Patients reported lower pain scores, required fewer rescue doses and had a shorter hospital stay than patients receiving continuous femoral nerve block
This study of patients following knee replacement surgery adds to a growing database supporting the benefits of using sufentanil sublingual tablets for surgical pain management
HAYWARD, Calif., Dec. 8, 2022 /PRNewswire/ -- AcelRx Pharmaceuticals, Inc. (Nasdaq: ACRX), (AcelRx), a specialty pharmaceutical company focused on the development and commercialization of innovative therapies for use in medically supervised settings, today announced a recent retrospective study published in the Journal of Clinical Medicine Special Issue "Advances in Postoperative Pain Management and Postoperative Chronic Pain". The study was lead-authored by orthopedic surgeon Dr. Andrea Angelini and entitled "Sublingual Sufentanil Tablet System for Postoperative Analgesia After Orthopedic Surgery: A Retrospective Study".

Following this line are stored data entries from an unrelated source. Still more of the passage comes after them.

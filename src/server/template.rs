use anyhow::{Context, Result};
use minijinja::{Environment, Value};

const TEMPLATES: &[(&str, &str)] = &[
    ("base.html", include_str!("../../templates/base.html")),
    ("index.html", include_str!("../../templates/index.html")),
    ("post.html", include_str!("../../templates/post.html")),
    ("form.html", include_str!("../../templates/form.html")),
    ("login.html", include_str!("../../templates/login.html")),
    ("register.html", include_str!("../../templates/register.html")),
];

/// 构建页面渲染环境，模板在编译期嵌入
pub fn build_env() -> Result<Environment<'static>> {
    let mut env = Environment::new();
    for &(name, source) in TEMPLATES {
        env.add_template(name, source)
            .with_context(|| format!("注册模板 {name} 失败"))?;
    }
    Ok(env)
}

pub fn render(env: &Environment, name: &str, ctx: Value) -> Result<String> {
    let tmpl = env
        .get_template(name)
        .with_context(|| format!("模板 {name} 不存在"))?;
    let html = tmpl
        .render(ctx)
        .with_context(|| format!("渲染模板 {name} 失败"))?;
    Ok(html)
}

#[cfg(test)]
mod tests {
    use super::*;
    use minijinja::context;

    #[test]
    fn excerpt_is_rendered_unescaped() {
        let env = build_env().unwrap();
        let ctx = context! {
            site_title => "Daily Blog",
            user => Value::from(()),
            is_editor => false,
            posts => vec![context! {
                id => "p1",
                title => "<Title>",
                author_name => "Ada",
                created_at => "2024-05-17 09:30",
                excerpt => "<p>Body...</p>",
                is_truncated => true,
            }],
        };
        let html = render(&env, "index.html", ctx).unwrap();
        assert!(html.contains("<p>Body...</p>"));
        assert!(html.contains("&lt;Title&gt;"));
        assert!(html.contains("阅读全文"));
    }
}
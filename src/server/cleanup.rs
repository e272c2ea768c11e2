use crate::state::AppState;

/// 启动后台定时任务：每小时清理过期的 revoked_tokens 与闲置的登录限流记录
pub fn spawn_token_cleanup(state: AppState) {
    tokio::spawn(async move {
        let mut interval = tokio::time::interval(std::time::Duration::from_secs(3600));
        loop {
            interval.tick().await;
            match state.profiles.cleanup_expired_tokens().await {
                Ok(rows) => {
                    if rows > 0 {
                        tracing::info!("已清理 {} 条过期 token 记录", rows);
                    }
                }
                Err(e) => {
                    tracing::warn!("清理 revoked_tokens 失败: {e}");
                }
            }

            let pruned = super::auth::prune_login_limiter(&state, std::time::Instant::now());
            if pruned > 0 {
                tracing::debug!("已移除 {pruned} 个闲置的登录限流记录");
            }
        }
    });
}
use serde::Serialize;
use tokio::sync::broadcast;

/// 登录态变化事件
#[derive(Debug, Clone, PartialEq, Eq, Serialize)]
#[serde(tag = "type")]
pub enum IdentityEvent {
    Registered { user_id: String, email: String },
    SignedIn { user_id: String, email: String },
    SignedOut { user_id: String },
}

/// 后台任务：将登录态变化写入日志
pub fn spawn_identity_logger(mut events: broadcast::Receiver<IdentityEvent>) {
    tokio::spawn(async move {
        loop {
            match events.recv().await {
                Ok(IdentityEvent::Registered { user_id, email }) => {
                    tracing::info!(%user_id, %email, "新用户注册");
                }
                Ok(IdentityEvent::SignedIn { user_id, email }) => {
                    tracing::info!(%user_id, %email, "用户登录");
                }
                Ok(IdentityEvent::SignedOut { user_id }) => {
                    tracing::info!(%user_id, "用户登出");
                }
                Err(broadcast::error::RecvError::Lagged(skipped)) => {
                    tracing::warn!("登录事件积压，跳过 {skipped} 条");
                }
                Err(broadcast::error::RecvError::Closed) => break,
            }
        }
    });
}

The study, which was conducted by investigators at the University of Padova in Italy, retrospectively analyzed a total of 71 patients with respect to quality of postoperative pain management following total knee arthroplasty (TKA). Investigators analyzed data from 50 patients who received sufentanil sublingual tablets (SSTs) postoperatively versus a control group of 21 patients who were treated according to standard pain management protocol with continuous femoral nerve block. All data were obtained from the patients' hospital records and included patient demographic data, data regarding intraoperative management, postoperative analgesia and pain scores. Patients in the control group had similar demographic characteristics (age, comorbidities, type of surgery). Endpoints included pain intensity at rest, number of rescue doses, length of hospital stay and adverse events. Pain was measured using the 11-point Numeric Rating Scale (NRS).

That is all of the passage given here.